Visit Wales and you cannot help but be endlessly surprised by its physical beauty.
For those who like to get out and about, a Welsh holiday could pack in sublime mountain ranges, lush green valleys, ragged coastline walks, delightful old-fashioned market towns and plenty of romantic ruins and evocative castles.
The Welsh capital, Cardiff, is a shopper’s delight. Architectural fans will love the National Assembly, which sits prettily amidst the massively successful regeneration projects of Cardiff Bay.
The city is also home to some excellent museums, including the time-travelling Dr Who Experience, and the impressive Millennium Stadium, which serves equally well as the home of thrilling sporting events and glamorous gigs.
Heritage and History
Much of the appeal of Wales, however, lies outside its thoroughly modern capital.
History is a living presence in the Welsh towns, villages and countryside. Castles literally litter the lush hills and valleys: there is everything from the minimal stone keeps that the early Welsh royalty built to the splendid 13th century fortifications of the English usurpers that can still be found at Conwy, Beaumaris, Caernarfon and Harlech.
Many such defensive piles were later converted into stately piles and now stand as testament to an age of unabashed luxury. Other castles, however, slipped into romantic ruin and now sit isolated on rocky outcrops ravaged by the attention of their ever-encroaching natural surroundings.
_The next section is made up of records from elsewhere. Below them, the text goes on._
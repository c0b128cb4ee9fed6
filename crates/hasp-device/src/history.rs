//! Bounded transition history for one locker.
//!
//! The controller keeps a short, timestamped record of how the lock
//! position changed and why: commanded over the bus, closed by hand, or
//! merely observed on the latch sensor. The record exists for diagnostics
//! (a technician asking "what happened to locker A1 in the last minute"),
//! not for persistence; it lives in memory and is capped.
//!
//! # Examples
//!
//! ```
//! use hasp_device::history::{TransitionHistory, TransitionSource};
//! use hasp_core::types::LockState;
//!
//! let mut history = TransitionHistory::new();
//! history.record(
//!     LockState::Closed,
//!     LockState::Open,
//!     TransitionSource::Command { actor: "alice".to_string() },
//! );
//!
//! let last = history.latest().unwrap();
//! assert_eq!(last.to, LockState::Open);
//! ```

use std::collections::VecDeque;
use std::fmt;
use std::time::Duration;

use hasp_core::types::LockState;
use tokio::time::Instant;

/// Maximum number of transitions kept in history.
///
/// A locker sees a handful of transitions per access (unlock, open
/// observed, manual close), so 32 entries cover roughly ten complete
/// accesses while keeping the per-device footprint small.
pub const HISTORY_CAPACITY: usize = 32;

/// What caused a recorded transition.
#[derive(Debug, Clone, PartialEq, Eq)]
pub enum TransitionSource {
    /// Commanded over the bus on behalf of an actor.
    Command { actor: String },

    /// Latch closed by hand; the controller re-locked in response.
    Manual,

    /// Sensed change with no actuation, such as the door opening after an
    /// unlock.
    Observation,
}

impl fmt::Display for TransitionSource {
    fn fmt(&self, f: &mut fmt::Formatter<'_>) -> fmt::Result {
        match self {
            TransitionSource::Command { actor } => write!(f, "commanded by {actor}"),
            TransitionSource::Manual => write!(f, "manual"),
            TransitionSource::Observation => write!(f, "observed"),
        }
    }
}

/// A single recorded lock transition.
#[derive(Debug, Clone)]
pub struct TransitionRecord {
    /// Position before the transition.
    pub from: LockState,

    /// Position after the transition.
    pub to: LockState,

    /// What caused it.
    pub source: TransitionSource,

    /// When it was recorded.
    pub timestamp: Instant,
}

impl TransitionRecord {
    /// Create a record stamped with the current time.
    pub fn new(from: LockState, to: LockState, source: TransitionSource) -> Self {
        Self {
            from,
            to,
            source,
            timestamp: Instant::now(),
        }
    }

    /// Time elapsed since this transition was recorded.
    pub fn elapsed(&self) -> Duration {
        self.timestamp.elapsed()
    }
}

impl fmt::Display for TransitionRecord {
    fn fmt(&self, f: &mut fmt::Formatter<'_>) -> fmt::Result {
        write!(f, "{} -> {} ({})", self.from, self.to, self.source)
    }
}

/// Ring of recent transitions, oldest first.
#[derive(Debug, Default)]
pub struct TransitionHistory {
    records: VecDeque<TransitionRecord>,
}

impl TransitionHistory {
    /// Create an empty history.
    pub fn new() -> Self {
        Self {
            records: VecDeque::with_capacity(HISTORY_CAPACITY),
        }
    }

    /// Record a transition, dropping the oldest entry once full.
    pub fn record(&mut self, from: LockState, to: LockState, source: TransitionSource) {
        self.records
            .push_back(TransitionRecord::new(from, to, source));
        if self.records.len() > HISTORY_CAPACITY {
            self.records.pop_front();
        }
    }

    /// Number of retained transitions.
    pub fn len(&self) -> usize {
        self.records.len()
    }

    /// Returns `true` if nothing has been recorded yet.
    pub fn is_empty(&self) -> bool {
        self.records.is_empty()
    }

    /// The most recent transition, if any.
    pub fn latest(&self) -> Option<&TransitionRecord> {
        self.records.back()
    }

    /// Iterate over retained transitions, oldest first.
    pub fn iter(&self) -> impl Iterator<Item = &TransitionRecord> {
        self.records.iter()
    }

    /// The most recent `count` transitions, oldest first.
    pub fn last(&self, count: usize) -> Vec<&TransitionRecord> {
        self.records
            .iter()
            .rev()
            .take(count)
            .rev()
            .collect()
    }
}

#[cfg(test)]
mod tests {
    use super::*;

    fn commanded(actor: &str) -> TransitionSource {
        TransitionSource::Command {
            actor: actor.to_string(),
        }
    }

    #[test]
    fn test_new_history_is_empty() {
        let history = TransitionHistory::new();
        assert!(history.is_empty());
        assert!(history.latest().is_none());
    }

    #[test]
    fn test_records_in_order() {
        let mut history = TransitionHistory::new();
        history.record(LockState::Closed, LockState::Open, commanded("alice"));
        history.record(LockState::Open, LockState::Closed, TransitionSource::Manual);

        assert_eq!(history.len(), 2);
        let entries: Vec<_> = history.iter().collect();
        assert_eq!(entries[0].to, LockState::Open);
        assert_eq!(entries[1].to, LockState::Closed);
        assert_eq!(history.latest().unwrap().source, TransitionSource::Manual);
    }

    #[test]
    fn test_capacity_drops_oldest() {
        let mut history = TransitionHistory::new();
        for _ in 0..HISTORY_CAPACITY {
            history.record(LockState::Closed, LockState::Open, commanded("alice"));
        }
        history.record(LockState::Open, LockState::Closed, TransitionSource::Manual);

        assert_eq!(history.len(), HISTORY_CAPACITY);
        // The oldest commanded entry fell off; the newest manual one is
        // retained.
        assert_eq!(history.latest().unwrap().source, TransitionSource::Manual);
    }

    #[test]
    fn test_last_returns_most_recent() {
        let mut history = TransitionHistory::new();
        history.record(LockState::Closed, LockState::Open, commanded("alice"));
        history.record(
            LockState::Closed,
            LockState::Open,
            TransitionSource::Observation,
        );
        history.record(LockState::Open, LockState::Closed, TransitionSource::Manual);

        let last_two = history.last(2);
        assert_eq!(last_two.len(), 2);
        assert_eq!(last_two[0].source, TransitionSource::Observation);
        assert_eq!(last_two[1].source, TransitionSource::Manual);
    }

    #[test]
    fn test_display_formats() {
        let record = TransitionRecord::new(LockState::Closed, LockState::Open, commanded("alice"));
        assert_eq!(format!("{record}"), "CLOSED -> OPEN (commanded by alice)");

        let record =
            TransitionRecord::new(LockState::Open, LockState::Closed, TransitionSource::Manual);
        assert_eq!(format!("{record}"), "OPEN -> CLOSED (manual)");
    }
}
The echoes of Welsh history resound back deep in time: prehistoric communities have left their mark in the passage graves and stone circles that can be visited. These bear witness to an age when the priestly Druids held temporal and spiritual sway over the Welsh Celts.
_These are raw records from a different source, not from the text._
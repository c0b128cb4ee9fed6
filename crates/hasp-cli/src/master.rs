//! The `hasp master` subcommand.

use anyhow::{Context, Result};
use hasp_hardware::serial::SerialBusLine;
use hasp_hardware::traits::ScanSource;
use hasp_hardware::wedge::LineScanner;
use hasp_link::{BusPort, Courier};
use hasp_master::{AuditSink, FileSink, MasterConfig, MasterOrchestrator, MemorySink, Registry};
use hasp_token::TokenCodec;
use std::path::Path;
use tracing::{info, warn};

/// Load the configuration, bring up the line, and run the orchestrator
/// until Ctrl-C.
pub async fn run(config_path: &Path) -> Result<()> {
    let config = MasterConfig::load(config_path)
        .with_context(|| format!("loading master config {}", config_path.display()))?;

    // A line that cannot be opened is fatal here; transient failures
    // after startup are the transport's problem.
    let line = SerialBusLine::open(&config.serial_port, config.baud_rate)
        .with_context(|| format!("opening serial line {}", config.serial_port))?;
    let port = BusPort::with_config(line, config.port_config());
    let courier = Courier::with_config(port, config.courier_config());

    let codec = TokenCodec::from_key_file(&config.key_file)
        .with_context(|| format!("loading key material {}", config.key_file.display()))?;
    let registry = config.registry();
    info!(
        port = %config.serial_port,
        registered = registry.len(),
        "master starting"
    );

    let mut scanner = LineScanner::stdin();
    match &config.audit_log {
        Some(path) => {
            let sink = FileSink::new(path);
            drive(courier, registry, codec, sink, &mut scanner).await
        }
        None => {
            warn!("no audit_log configured, events stay in memory only");
            drive(courier, registry, codec, MemorySink::new(), &mut scanner).await
        }
    }
}

async fn drive<K: AuditSink>(
    courier: Courier<SerialBusLine>,
    registry: Registry,
    codec: TokenCodec,
    sink: K,
    scanner: &mut impl ScanSource,
) -> Result<()> {
    let mut orchestrator = MasterOrchestrator::new(courier, registry, codec, sink);
    let shutdown = crate::shutdown_on_ctrl_c();
    orchestrator
        .run(scanner, shutdown)
        .await
        .context("master loop failed")
}
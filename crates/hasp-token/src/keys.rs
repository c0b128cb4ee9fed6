//! Deterministic cipher-key derivation from raw key material.
//!
//! The issuing authority and every master node read the same key-material
//! file and must arrive at the same cipher key, so the derivation is fixed:
//! strip ASCII whitespace from both ends of the file bytes, hash with
//! SHA-256, use the 32-byte digest as the XChaCha20-Poly1305 key.

use crate::error::{Result, TokenError};
use chacha20poly1305::Key;
use sha2::{Digest, Sha256};
use std::path::Path;

/// Cipher key length in bytes (SHA-256 digest size, XChaCha20 key size).
pub const KEY_LENGTH: usize = 32;

/// Derive the cipher key from raw key material.
///
/// Stable and reproducible: the same material always yields the same key,
/// on the device and at the issuing authority alike.
#[must_use]
pub fn derive_cipher_key(material: &[u8]) -> Key {
    let digest = Sha256::digest(material);
    Key::clone_from_slice(&digest)
}

/// Read key material from a file, stripping surrounding ASCII whitespace.
///
/// Key files are commonly edited by hand and pick up trailing newlines; the
/// issuing side strips them before hashing, so the device must too.
///
/// # Errors
/// Returns `TokenError::KeyMaterial` if the file cannot be read or is empty
/// after stripping.
pub fn load_key_material(path: impl AsRef<Path>) -> Result<Vec<u8>> {
    let path = path.as_ref();
    let raw = std::fs::read(path).map_err(|e| TokenError::KeyMaterial {
        message: format!("cannot read {}: {e}", path.display()),
    })?;

    let trimmed = raw.trim_ascii();
    if trimmed.is_empty() {
        return Err(TokenError::KeyMaterial {
            message: format!("{} holds no key material", path.display()),
        });
    }

    Ok(trimmed.to_vec())
}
Natural beauty provides the perfect backdrop to your Welsh holiday, but it is a backdrop that constantly changes as the infinite variety of Welsh landscapes unfold as you travel.
Wales offers you everything from the lush greens of the lowland meadows and the serene beauty of the river valleys to the rather more austere and foreboding landscapes of the moors and mountains.
In the midst of it all the Cambrian Mountains culminate in the epic, soaring peaks of Snowdonia: a walker’s challenge if ever there was one. The peaks and troughs of the Brecon Beacons also provide the Sunday stroller, reluctant rambler and hard core hiker with plenty to enjoy too.
If coastal views are your thing then Pembrokeshire’s golden beaches are dramatically separated by rocky bluffs and close to offshore bird colonies. Indeed, the Welsh coast is still wonderfully unspoilt and surprisingly uncrowded. It is not unusual to find yourself alone on a long sweep of sand, although, should you need the company, there are also plenty of traditional British seaside resorts with all the fun of the fair to enjoy.
Castles, stately homes, beaches, mountains, hiking, outdoor sports, rugby: Wales cries out to be explored.
Where will you start your exploration?